### [The task]
Return the records exactly, from the first line through the "their structural content." line.

(Collected data)
§ §

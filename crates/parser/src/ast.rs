// Copyright (c) 2023 Hemashushu <hippospark@gmail.com>, All rights reserved.
//
// This Source Code Form is subject to the terms of
// the Mozilla Public License version 2.0 and additional exceptions,
// more details in file LICENSE and CONTRIBUTING.

// the in-memory program graph: a DAG rooted at the machines
// (instances). the graph nodes are plain vectors with stable indices,
// deduplication happens later over their structural content.

use fluxvm_types::{opcode::Opcode, ProgramWord};

#[derive(Debug, Default, PartialEq)]
pub struct ProgramNode {
    pub shared_globals: Vec<SharedGlobalNode>,
    pub shared_functions: Vec<FunctionNode>,
    pub shared_function_decls: Vec<FunctionDeclNode>,
    pub shared_datas: Vec<DataNode>,
    pub machines: Vec<MachineNode>,
}

#[derive(Debug, PartialEq)]
pub struct SharedGlobalNode {
    pub name: String,
    pub index: u32,
    pub line: usize,
}

#[derive(Debug, PartialEq)]
pub struct MachineNode {
    pub name: String,
    /// the size of this machine's locals area in the globals region
    pub locals: u32,
    /// the declared function table size
    pub function_count: u32,
    pub functions: Vec<FunctionNode>,
    pub function_decls: Vec<FunctionDeclNode>,
    pub datas: Vec<DataNode>,
    pub local_names: Vec<(String, u32)>,
    pub line: usize,
}

#[derive(Debug, PartialEq)]
pub struct FunctionNode {
    pub name: String,
    pub index: Option<u32>,
    pub frame_names: Vec<(String, u32)>,
    pub items: Vec<CodeItem>,
    pub line: usize,
}

#[derive(Debug, PartialEq)]
pub struct FunctionDeclNode {
    pub name: String,
    pub index: Option<u32>,
    pub line: usize,
}

#[derive(Debug, PartialEq)]
pub enum CodeItem {
    Label(String),
    Instruction {
        opcode: Opcode,
        operand: Option<OperandNode>,
        line: usize,
    },
}

#[derive(Debug, PartialEq, Clone)]
pub enum OperandNode {
    Number(u32),
    Symbol(String),
}

#[derive(Debug, PartialEq)]
pub struct DataNode {
    pub name: String,
    pub items: Vec<DataItem>,
    pub line: usize,
}

#[derive(Debug, PartialEq)]
pub enum DataItem {
    Label(String),
    Word(ProgramWord),
}

impl DataNode {
    /// the emitted words of this block, labels carry no width
    pub fn words(&self) -> Vec<ProgramWord> {
        self.items
            .iter()
            .filter_map(|item| match item {
                DataItem::Word(word) => Some(*word),
                DataItem::Label(_) => None,
            })
            .collect()
    }

    /// `(label, word offset within the block)` pairs
    pub fn labels(&self) -> Vec<(String, usize)> {
        let mut labels = Vec::new();
        let mut offset = 0;
        for item in &self.items {
            match item {
                DataItem::Label(name) => labels.push((name.clone(), offset)),
                DataItem::Word(_) => offset += 1,
            }
        }
        labels
    }
}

§ §

### [Task response]
filename crates/parser/src/ast.rs
// Copyright (c) 2023 Hemashushu <hippospark@gmail.com>, All rights reserved.
//
// This Source Code Form is subject to the terms of
// the Mozilla Public License version 2.0 and additional exceptions,
// more details in file LICENSE and CONTRIBUTING.

// the in-memory program graph: a DAG rooted at the machines
// (instances). the graph nodes are plain vectors with stable indices,
// deduplication happens later over their structural content.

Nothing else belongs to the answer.